Return each line of the entries that holds the string "Debug".
□ □ □ □
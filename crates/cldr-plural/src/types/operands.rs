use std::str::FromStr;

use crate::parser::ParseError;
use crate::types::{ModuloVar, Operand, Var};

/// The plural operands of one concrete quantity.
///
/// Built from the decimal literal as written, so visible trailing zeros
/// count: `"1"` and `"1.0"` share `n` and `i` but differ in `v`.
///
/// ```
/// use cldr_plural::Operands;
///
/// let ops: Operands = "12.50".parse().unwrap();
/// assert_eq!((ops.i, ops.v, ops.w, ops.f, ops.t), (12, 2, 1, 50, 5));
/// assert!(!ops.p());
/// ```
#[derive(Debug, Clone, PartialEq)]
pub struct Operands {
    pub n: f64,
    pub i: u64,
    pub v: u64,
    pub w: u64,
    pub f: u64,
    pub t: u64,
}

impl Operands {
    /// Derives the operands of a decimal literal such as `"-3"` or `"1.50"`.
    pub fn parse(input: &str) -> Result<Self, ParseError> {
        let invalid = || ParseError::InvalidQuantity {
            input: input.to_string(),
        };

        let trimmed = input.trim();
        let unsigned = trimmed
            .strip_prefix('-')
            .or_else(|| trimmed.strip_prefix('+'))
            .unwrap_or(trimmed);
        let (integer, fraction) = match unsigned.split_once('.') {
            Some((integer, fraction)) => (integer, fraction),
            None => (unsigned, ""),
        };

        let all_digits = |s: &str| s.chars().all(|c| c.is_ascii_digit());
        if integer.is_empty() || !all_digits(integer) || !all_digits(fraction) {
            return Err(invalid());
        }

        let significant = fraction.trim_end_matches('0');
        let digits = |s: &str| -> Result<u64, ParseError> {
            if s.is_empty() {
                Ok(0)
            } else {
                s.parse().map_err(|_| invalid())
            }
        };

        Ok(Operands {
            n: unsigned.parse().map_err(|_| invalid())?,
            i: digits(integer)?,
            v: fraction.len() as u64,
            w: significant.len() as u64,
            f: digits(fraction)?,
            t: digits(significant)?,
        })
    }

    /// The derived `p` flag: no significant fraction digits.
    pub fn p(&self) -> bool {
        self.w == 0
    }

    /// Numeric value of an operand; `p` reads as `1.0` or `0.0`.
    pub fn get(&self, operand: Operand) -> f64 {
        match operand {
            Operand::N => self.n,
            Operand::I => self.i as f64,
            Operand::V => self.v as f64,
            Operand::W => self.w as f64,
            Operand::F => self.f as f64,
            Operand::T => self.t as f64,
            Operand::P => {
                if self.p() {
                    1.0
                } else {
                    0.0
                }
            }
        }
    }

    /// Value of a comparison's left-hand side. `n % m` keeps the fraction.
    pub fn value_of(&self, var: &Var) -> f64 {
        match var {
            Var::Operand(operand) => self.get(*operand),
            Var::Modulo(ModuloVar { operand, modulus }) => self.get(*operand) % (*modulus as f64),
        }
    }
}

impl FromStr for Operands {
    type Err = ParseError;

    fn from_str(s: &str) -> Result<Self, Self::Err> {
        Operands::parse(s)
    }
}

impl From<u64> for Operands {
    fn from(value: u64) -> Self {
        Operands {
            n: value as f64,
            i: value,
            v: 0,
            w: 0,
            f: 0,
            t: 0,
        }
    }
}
□ □ □ □
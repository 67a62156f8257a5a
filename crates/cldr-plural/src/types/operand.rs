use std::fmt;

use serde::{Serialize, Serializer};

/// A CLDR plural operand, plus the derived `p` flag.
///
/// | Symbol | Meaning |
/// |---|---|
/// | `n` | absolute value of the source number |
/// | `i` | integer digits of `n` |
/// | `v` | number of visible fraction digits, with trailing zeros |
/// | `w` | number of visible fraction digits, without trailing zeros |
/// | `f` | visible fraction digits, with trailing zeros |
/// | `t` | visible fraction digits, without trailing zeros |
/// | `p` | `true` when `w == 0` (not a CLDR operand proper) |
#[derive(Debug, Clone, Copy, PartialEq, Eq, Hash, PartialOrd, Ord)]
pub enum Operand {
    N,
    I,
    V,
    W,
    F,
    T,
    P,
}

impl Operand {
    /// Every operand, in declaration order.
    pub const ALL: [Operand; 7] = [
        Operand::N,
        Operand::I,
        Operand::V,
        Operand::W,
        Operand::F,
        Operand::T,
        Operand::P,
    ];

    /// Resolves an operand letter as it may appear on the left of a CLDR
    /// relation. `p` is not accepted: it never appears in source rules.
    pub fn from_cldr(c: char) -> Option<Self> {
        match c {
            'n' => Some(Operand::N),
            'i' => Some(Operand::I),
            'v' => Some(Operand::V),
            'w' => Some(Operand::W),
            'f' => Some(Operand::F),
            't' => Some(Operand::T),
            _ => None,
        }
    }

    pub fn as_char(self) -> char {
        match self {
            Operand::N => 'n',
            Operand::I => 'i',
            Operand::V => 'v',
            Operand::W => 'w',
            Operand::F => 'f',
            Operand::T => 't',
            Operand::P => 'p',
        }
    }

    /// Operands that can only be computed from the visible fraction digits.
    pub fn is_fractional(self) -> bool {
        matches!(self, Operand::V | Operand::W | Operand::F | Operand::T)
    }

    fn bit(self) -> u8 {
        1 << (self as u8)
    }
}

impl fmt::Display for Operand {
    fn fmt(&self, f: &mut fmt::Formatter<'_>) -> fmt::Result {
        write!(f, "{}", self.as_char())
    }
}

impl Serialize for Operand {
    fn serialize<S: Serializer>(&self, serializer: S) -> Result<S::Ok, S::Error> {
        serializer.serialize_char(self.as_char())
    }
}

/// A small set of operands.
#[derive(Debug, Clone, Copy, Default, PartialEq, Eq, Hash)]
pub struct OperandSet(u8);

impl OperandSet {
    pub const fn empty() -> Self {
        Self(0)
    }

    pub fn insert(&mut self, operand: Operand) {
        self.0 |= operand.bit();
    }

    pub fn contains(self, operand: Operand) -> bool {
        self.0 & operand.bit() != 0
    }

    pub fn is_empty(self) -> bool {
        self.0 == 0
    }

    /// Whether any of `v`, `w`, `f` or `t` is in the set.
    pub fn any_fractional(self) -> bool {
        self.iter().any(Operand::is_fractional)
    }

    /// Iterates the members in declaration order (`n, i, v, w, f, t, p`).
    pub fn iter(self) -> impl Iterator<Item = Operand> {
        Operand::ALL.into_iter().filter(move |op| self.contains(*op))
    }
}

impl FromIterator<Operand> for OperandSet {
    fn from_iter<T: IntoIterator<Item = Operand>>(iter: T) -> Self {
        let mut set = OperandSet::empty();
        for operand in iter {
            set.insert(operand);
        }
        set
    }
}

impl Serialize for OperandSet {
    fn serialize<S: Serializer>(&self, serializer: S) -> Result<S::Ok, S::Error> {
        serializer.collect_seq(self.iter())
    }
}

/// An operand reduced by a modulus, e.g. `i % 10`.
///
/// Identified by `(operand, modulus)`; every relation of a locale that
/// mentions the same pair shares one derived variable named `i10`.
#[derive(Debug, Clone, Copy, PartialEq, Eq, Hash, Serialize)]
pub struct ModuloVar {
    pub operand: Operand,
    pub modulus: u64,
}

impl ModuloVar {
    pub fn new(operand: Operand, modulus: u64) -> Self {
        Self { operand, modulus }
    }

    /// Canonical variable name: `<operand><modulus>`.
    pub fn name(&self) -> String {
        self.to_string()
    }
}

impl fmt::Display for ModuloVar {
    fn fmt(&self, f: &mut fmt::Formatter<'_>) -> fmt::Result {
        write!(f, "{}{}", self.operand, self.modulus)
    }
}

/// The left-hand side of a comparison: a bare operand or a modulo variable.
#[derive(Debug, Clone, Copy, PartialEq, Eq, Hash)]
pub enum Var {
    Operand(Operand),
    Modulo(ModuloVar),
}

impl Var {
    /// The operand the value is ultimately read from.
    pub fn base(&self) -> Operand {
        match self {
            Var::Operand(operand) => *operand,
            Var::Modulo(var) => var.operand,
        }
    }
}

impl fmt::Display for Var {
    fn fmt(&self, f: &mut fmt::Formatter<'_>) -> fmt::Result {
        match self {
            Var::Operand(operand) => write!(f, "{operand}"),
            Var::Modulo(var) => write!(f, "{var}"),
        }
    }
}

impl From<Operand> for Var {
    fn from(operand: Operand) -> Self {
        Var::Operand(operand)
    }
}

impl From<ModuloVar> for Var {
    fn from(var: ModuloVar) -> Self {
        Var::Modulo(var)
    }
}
□ □ □ □
## [Written reply]
#[derive(Debug, Clone, PartialEq)]
#[derive(Debug, Clone, Copy, PartialEq, Eq, Hash, PartialOrd, Ord)]
#[derive(Debug, Clone, Copy, Default, PartialEq, Eq, Hash)]
#[derive(Debug, Clone, Copy, PartialEq, Eq, Hash, Serialize)]
#[derive(Debug, Clone, Copy, PartialEq, Eq, Hash)]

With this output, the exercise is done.